Cady is done trying to act dumb! As the newest member of the North Shore High's Mathletes, she's up against Marymount High in the ICMT State Final Math Championships.

In the first round, the Mathletes will be asked ~n~ questions in a row. Any member of the Mathletes can attempt answer a question, but no member can attempt to answer a question twice in a row.

Ahead of time, the Mathletes have figured out how likely it is that each of them gets each question correct. If each member chooses to buzz in at the right times, what is the expected number of questions the Matheletes will get correct?

Input

The first line consists of an integer ~n~ ~(1 \leq n \leq 500)~, the number of Mathletes.

The next line consists of an integer ~m~ ~(1 \leq m \leq 500)~, the number of questions in the contest.
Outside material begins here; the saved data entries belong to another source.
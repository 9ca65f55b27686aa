//! Owned matrix type.

use std::ops::{Index, IndexMut};

use dense_gemm_core::{default_params, gemm_dispatch, KernelParams};
use dense_types::DenseScalar;

use crate::error::{MatrixError, Result};
use crate::storage::{Dims, Matrix};

use super::{MatMut, MatRef};

/// Owned, packed column-major matrix.
///
/// The buffer always holds exactly `rows * cols` elements with leading
/// stride equal to the row count. Use factory methods to create matrices:
///
/// ```
/// use dense_matrix::{FloatMatrix, Matrix};
///
/// let zeros = FloatMatrix::zeros(3, 4);
/// let twos = FloatMatrix::with_value(2, 2, 2.0);
/// let diag = FloatMatrix::diagonal(3, 5.0);
/// let custom = FloatMatrix::from_fn(2, 2, |i, j| (i + j) as f64);
///
/// assert_eq!(zeros.size(), (3, 4));
/// assert_eq!(diag[(1, 1)], 5.0);
/// ```
#[derive(Debug, Clone)]
pub struct Mat<T: DenseScalar> {
    pub(crate) data: Vec<T>,
    pub(crate) dims: Dims,
}

impl<T: DenseScalar> Mat<T> {
    /// Create a `rows x cols` matrix of zeros.
    pub fn zeros(rows: usize, cols: usize) -> Self {
        Self::with_value(rows, cols, T::zero())
    }

    /// Create a `rows x cols` matrix with every element set to `value`.
    pub fn with_value(rows: usize, cols: usize, value: T) -> Self {
        Self {
            data: vec![value; rows * cols],
            dims: Dims::packed(rows, cols),
        }
    }

    /// Create an `n x n` matrix with `value` on the diagonal.
    pub fn diagonal(n: usize, value: T) -> Self {
        let mut mat = Self::zeros(n, n);
        for i in 0..n {
            mat.data[i * n + i] = value;
        }
        mat
    }

    /// Create an `n x n` identity matrix.
    pub fn identity(n: usize) -> Self {
        Self::diagonal(n, T::one())
    }

    /// Create a matrix from a function of `(row, col)`.
    pub fn from_fn<F>(rows: usize, cols: usize, mut f: F) -> Self
    where
        F: FnMut(usize, usize) -> T,
    {
        let data = (0..rows * cols)
            .map(|k| f(k % rows, k / rows))
            .collect();
        Self {
            data,
            dims: Dims::packed(rows, cols),
        }
    }

    /// Create a matrix from column-major data.
    pub fn from_col_major(data: &[T], rows: usize, cols: usize) -> Self {
        Self::from_vec(data.to_vec(), rows, cols)
    }

    /// Create a matrix from row-major data.
    pub fn from_row_major(data: &[T], rows: usize, cols: usize) -> Self {
        assert_eq!(
            data.len(),
            rows * cols,
            "data length {} != rows {} * cols {}",
            data.len(),
            rows,
            cols
        );
        Self::from_fn(rows, cols, |i, j| data[i * cols + j])
    }

    /// Create a matrix taking ownership of column-major data.
    pub fn from_vec(data: Vec<T>, rows: usize, cols: usize) -> Self {
        assert_eq!(
            data.len(),
            rows * cols,
            "data length {} != rows {} * cols {}",
            data.len(),
            rows,
            cols
        );
        Self {
            data,
            dims: Dims::packed(rows, cols),
        }
    }

    /// Get the underlying data as a slice.
    #[inline]
    pub fn as_slice(&self) -> &[T] {
        &self.data
    }

    /// Get the underlying data as a mutable slice.
    #[inline]
    pub fn as_mut_slice(&mut self) -> &mut [T] {
        &mut self.data
    }

    /// Consume the matrix, returning its column-major buffer.
    pub fn into_vec(self) -> Vec<T> {
        self.data
    }

    /// Element at `(i, j)`.
    #[inline]
    pub fn get(&self, i: usize, j: usize) -> T {
        self[(i, j)]
    }

    /// Set the element at `(i, j)`.
    #[inline]
    pub fn set_at(&mut self, i: usize, j: usize, value: T) {
        self[(i, j)] = value;
    }

    /// Element `(0, 0)`, or `None` for an empty matrix.
    pub fn scalar(&self) -> Option<T> {
        self.data.first().copied()
    }

    /// Immutable view of the whole matrix.
    #[inline]
    pub fn as_ref(&self) -> MatRef<'_, T> {
        MatRef {
            data: &self.data,
            dims: self.dims,
        }
    }

    /// Mutable view of the whole matrix.
    #[inline]
    pub fn as_mut(&mut self) -> MatMut<'_, T> {
        MatMut {
            data: &mut self.data,
            dims: self.dims,
        }
    }

    /// View of a block sharing this matrix's buffer.
    pub fn submatrix(&self, row: usize, col: usize, nrows: usize, ncols: usize) -> MatRef<'_, T> {
        self.as_ref().submatrix(row, col, nrows, ncols)
    }

    /// Mutable view of a block sharing this matrix's buffer.
    ///
    /// Writes through the view show up in `self` once it is dropped.
    pub fn submatrix_mut(
        &mut self,
        row: usize,
        col: usize,
        nrows: usize,
        ncols: usize,
    ) -> MatMut<'_, T> {
        let (start, dims) = super::ref_::block(self.dims, row, col, nrows, ncols);
        let data = if dims.num_elements() == 0 {
            &mut self.data[..0]
        } else {
            &mut self.data[start..]
        };
        MatMut { data, dims }
    }

    /// View of column `j`.
    pub fn column(&self, j: usize) -> MatRef<'_, T> {
        self.as_ref().column(j)
    }

    /// Mutable view of column `j`.
    pub fn column_mut(&mut self, j: usize) -> MatMut<'_, T> {
        let rows = self.dims.rows();
        self.submatrix_mut(0, j, rows, 1)
    }

    /// View of row `i`.
    pub fn row(&self, i: usize) -> MatRef<'_, T> {
        self.as_ref().row(i)
    }

    /// Mutable view of row `i`.
    pub fn row_mut(&mut self, i: usize) -> MatMut<'_, T> {
        let cols = self.dims.cols();
        self.submatrix_mut(i, 0, 1, cols)
    }

    /// Copy row `i` into `buf`, replacing its contents.
    pub fn get_row_array(&self, i: usize, buf: &mut Vec<T>) {
        self.as_ref().get_row_array(i, buf)
    }

    /// Copy column `j` into `buf`, replacing its contents.
    pub fn get_column_array(&self, j: usize, buf: &mut Vec<T>) {
        self.as_ref().get_column_array(j, buf)
    }

    /// Change the shape to `rows x cols` without touching the elements.
    ///
    /// Does nothing unless `rows * cols` equals the current element count.
    pub fn reshape(&mut self, rows: usize, cols: usize) -> &mut Self {
        if let Err(err) = self.try_reshape(rows, cols) {
            tracing::debug!(%err, rows, cols, "reshape ignored");
        }
        self
    }

    /// Like [`Mat::reshape`], but reports an element-count mismatch.
    pub fn try_reshape(&mut self, rows: usize, cols: usize) -> Result<&mut Self> {
        let found = rows * cols;
        if found != self.dims.num_elements() {
            return Err(MatrixError::ElementCount {
                expected: self.dims.num_elements(),
                found,
            });
        }
        self.dims.set_size(rows, cols);
        Ok(self)
    }

    /// True if shapes match and every pair of elements differs by at most `tol`.
    pub fn allclose(&self, other: &Mat<T>, tol: f64) -> bool {
        self.as_ref().allclose(&other.as_ref(), tol)
    }
}

// Kernel-backed products
impl<T: DenseScalar> Mat<T> {
    /// Accumulate `c += self * b` with the process-wide kernel.
    ///
    /// `c` must already be `self.rows x b.cols`; it is not cleared.
    ///
    /// ```
    /// use dense_matrix::FloatMatrix;
    ///
    /// let a = FloatMatrix::with_value(3, 3, 2.0);
    /// let b = FloatMatrix::diagonal(3, 4.0);
    /// let mut c = FloatMatrix::zeros(3, 3);
    ///
    /// a.mul_into(&b, &mut c).unwrap();
    /// a.mul_into(&b, &mut c).unwrap();
    /// assert!(c.as_slice().iter().all(|&x| x == 16.0));
    /// ```
    pub fn mul_into(&self, b: &Mat<T>, c: &mut Mat<T>) -> Result<()> {
        self.mul_into_with(&default_params(), b, c)
    }

    /// Accumulate `c += self * b` with explicit kernel parameters.
    pub fn mul_into_with(&self, params: &KernelParams, b: &Mat<T>, c: &mut Mat<T>) -> Result<()> {
        if self.dims.cols() != b.dims.rows() {
            tracing::debug!(a = %self.dims.shape(), b = %b.dims.shape(), "mul_into rejected");
            return Err(MatrixError::InnerDimension {
                left: self.dims.shape(),
                right: b.dims.shape(),
            });
        }
        if !c.size_match(self.dims.rows(), b.dims.cols()) {
            return Err(crate::error::shape_mismatch(
                "mul_into",
                c.dims.shape(),
                (self.dims.rows(), b.dims.cols()).into(),
            ));
        }
        gemm_dispatch(
            params,
            0..b.dims.cols(),
            self.dims.rows(),
            self.dims.cols(),
            &mut c.data,
            &self.data,
            &b.data,
        );
        Ok(())
    }

    /// Matrix product `self * b` computed by the multiply kernel.
    pub fn matmul(&self, b: &Mat<T>) -> Result<Mat<T>> {
        let mut c = Mat::zeros(self.dims.rows(), b.dims.cols());
        self.mul_into(b, &mut c)?;
        Ok(c)
    }
}

impl<T: DenseScalar> Matrix for Mat<T> {
    fn dims(&self) -> Option<Dims> {
        Some(self.dims)
    }

    fn is_complex(&self) -> bool {
        T::IS_COMPLEX
    }
}

impl<T: DenseScalar> Index<(usize, usize)> for Mat<T> {
    type Output = T;

    #[inline]
    fn index(&self, (i, j): (usize, usize)) -> &T {
        debug_assert!(
            i < self.dims.rows(),
            "row index {} out of bounds {}",
            i,
            self.dims.rows()
        );
        debug_assert!(
            j < self.dims.cols(),
            "col index {} out of bounds {}",
            j,
            self.dims.cols()
        );
        &self.data[self.dims.offset(i, j)]
    }
}

impl<T: DenseScalar> IndexMut<(usize, usize)> for Mat<T> {
    #[inline]
    fn index_mut(&mut self, (i, j): (usize, usize)) -> &mut T {
        debug_assert!(
            i < self.dims.rows(),
            "row index {} out of bounds {}",
            i,
            self.dims.rows()
        );
        debug_assert!(
            j < self.dims.cols(),
            "col index {} out of bounds {}",
            j,
            self.dims.cols()
        );
        let k = self.dims.offset(i, j);
        &mut self.data[k]
    }
}

impl<T: DenseScalar> PartialEq for Mat<T> {
    fn eq(&self, other: &Mat<T>) -> bool {
        self.dims.size() == other.dims.size() && self.data == other.data
    }
}

#[cfg(test)]
mod tests {
    use super::*;
    use dense_gemm_core::KernelKind;
    use dense_types::Complex64;

    #[test]
    fn test_mat_zeros() {
        let m = Mat::<f64>::zeros(3, 4);
        assert_eq!(m.size(), (3, 4));
        assert_eq!(m.leading_index(), 3);
        assert!(m.as_slice().iter().all(|&x| x == 0.0));
    }

    #[test]
    fn test_mat_diagonal() {
        let m = Mat::<f64>::diagonal(3, 2.5);
        assert_eq!(m[(0, 0)], 2.5);
        assert_eq!(m[(0, 1)], 0.0);
        assert_eq!(m[(2, 2)], 2.5);
        assert_eq!(Mat::<f64>::identity(2).as_slice(), &[1.0, 0.0, 0.0, 1.0]);
    }

    #[test]
    fn test_mat_from_fn_is_column_major() {
        let m = Mat::<f64>::from_fn(2, 3, |i, j| (i * 3 + j) as f64);
        assert_eq!(m.as_slice(), &[0.0, 3.0, 1.0, 4.0, 2.0, 5.0]);
        assert_eq!(m[(1, 2)], 5.0);
    }

    #[test]
    fn test_mat_from_row_major() {
        let m = Mat::from_row_major(&[1.0, 2.0, 3.0, 4.0, 5.0, 6.0], 2, 3);
        assert_eq!(m.get(0, 2), 3.0);
        assert_eq!(m.get(1, 0), 4.0);
        assert_eq!(m, Mat::from_col_major(&[1.0, 4.0, 2.0, 5.0, 3.0, 6.0], 2, 3));
    }

    #[test]
    fn test_into_vec_returns_column_major() {
        let m = Mat::from_row_major(&[1.0, 2.0, 3.0, 4.0], 2, 2);
        assert_eq!(m.into_vec(), vec![1.0, 3.0, 2.0, 4.0]);
    }

    #[test]
    #[should_panic(expected = "data length")]
    fn test_mat_from_vec_size_mismatch() {
        let _ = Mat::from_vec(vec![1.0f64; 5], 2, 3);
    }

    #[test]
    fn test_complex_flavor() {
        let m = Mat::<Complex64>::zeros(2, 2);
        assert!(m.is_complex());
        assert!(!Mat::<f64>::zeros(2, 2).is_complex());
    }

    #[test]
    fn test_reshape() {
        let mut m = Mat::from_col_major(&[1.0, 2.0, 3.0, 4.0, 5.0, 6.0], 2, 3);
        m.reshape(3, 2);
        assert_eq!(m.size(), (3, 2));
        assert_eq!(m.leading_index(), 3);
        assert_eq!(m[(0, 1)], 4.0);
    }

    #[test]
    fn test_reshape_mismatch_is_noop() {
        let mut m = Mat::<f64>::zeros(2, 3);
        m.reshape(4, 2);
        assert_eq!(m.size(), (2, 3));
        assert_eq!(
            m.try_reshape(4, 2).unwrap_err(),
            MatrixError::ElementCount {
                expected: 6,
                found: 8
            }
        );
    }

    #[test]
    fn test_submatrix_mut_aliases_owner() {
        let mut m = Mat::<f64>::zeros(3, 3);
        {
            let mut view = m.submatrix_mut(1, 0, 2, 2);
            view[(1, 1)] = 9.0;
        }
        assert_eq!(m[(2, 1)], 9.0);
        m.column_mut(2)[(0, 0)] = 1.0;
        m.row_mut(0)[(0, 0)] = 2.0;
        assert_eq!(m.as_slice(), &[2.0, 0.0, 0.0, 0.0, 0.0, 9.0, 1.0, 0.0, 0.0]);
    }

    #[test]
    fn test_scalar() {
        assert_eq!(Mat::<f64>::with_value(1, 1, 3.0).scalar(), Some(3.0));
        assert_eq!(Mat::<f64>::zeros(0, 3).scalar(), None);
    }

    #[test]
    fn test_matmul_matches_times() {
        let a = Mat::from_fn(4, 3, |i, j| (i as f64) - 2.0 * (j as f64));
        let b = Mat::from_fn(3, 5, |i, j| if (i + j) % 2 == 0 { 0.0 } else { 1.5 });
        let kernel = a.matmul(&b).unwrap();
        let naive = a.times(&b).unwrap();
        assert!(kernel.allclose(&naive, 1e-12));
    }

    #[test]
    fn test_mul_into_viewport_kernel() {
        let a = Mat::from_fn(5, 7, |i, j| (i * 7 + j) as f64);
        let b = Mat::<f64>::diagonal(7, 2.0);
        let mut column = Mat::zeros(5, 7);
        let mut viewport = Mat::zeros(5, 7);
        a.mul_into_with(&KernelParams::DEFAULT, &b, &mut column).unwrap();
        a.mul_into_with(&KernelParams::new(KernelKind::Viewport, 3), &b, &mut viewport)
            .unwrap();
        assert_eq!(column, viewport);
        assert_eq!(column[(4, 6)], 2.0 * 34.0);
    }

    #[test]
    fn test_mul_into_shape_errors() {
        let a = Mat::<f64>::zeros(2, 3);
        let b = Mat::<f64>::zeros(2, 3);
        let mut c = Mat::<f64>::zeros(2, 3);
        assert!(matches!(
            a.mul_into(&b, &mut c),
            Err(MatrixError::InnerDimension { .. })
        ));

        let b = Mat::<f64>::zeros(3, 4);
        assert!(matches!(
            a.mul_into(&b, &mut c),
            Err(MatrixError::ShapeMismatch { op: "mul_into", .. })
        ));
    }
}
The next ~n~ lines contain a string ~S~ ~(1 \leq S.\text{length} \leq 10)~ and integers ~p_1, p_2, ..., p_m~ ~(0 \leq p_i \leq 1)~, indicating that member ~S~ has a ~p_1~ probability of getting the first question correct, a ~p_2~ probability of getting the second question correct, and so on. ~S~ can be any string of English characters.

Output

Output the expected number of questions that the Mathletes will get correct.

Clarifications

• Probabilities are given with up to ~4~ decimal places of precision.
• Your answer also be correct to ~4~ decimal places.

Example

Input

4
4
Tyler 0.5 0.4 0.8 0.1
Kevin 0.9 0.7 0.9 0.4
Tim 0.4 0.6 0.1 0.2
Cady 0.1 0.3 0.8 0.9

Output

3.3000

If the Mathletes buzz in optimally, then:

• Kevin should answer question ~1~, with a ~90\%~ chance of a correct answer.
• Tim should answer question ~2~, with a ~60\%~ chance of a correct answer.
• Kevin should answer question ~3~, with a ~90\%~ chance of a correct answer.
• Cady should answer question ~4~, with a ~90\%~ chance of a correct answer.

Overall, the team should expect to get ~3.3~ questions correct.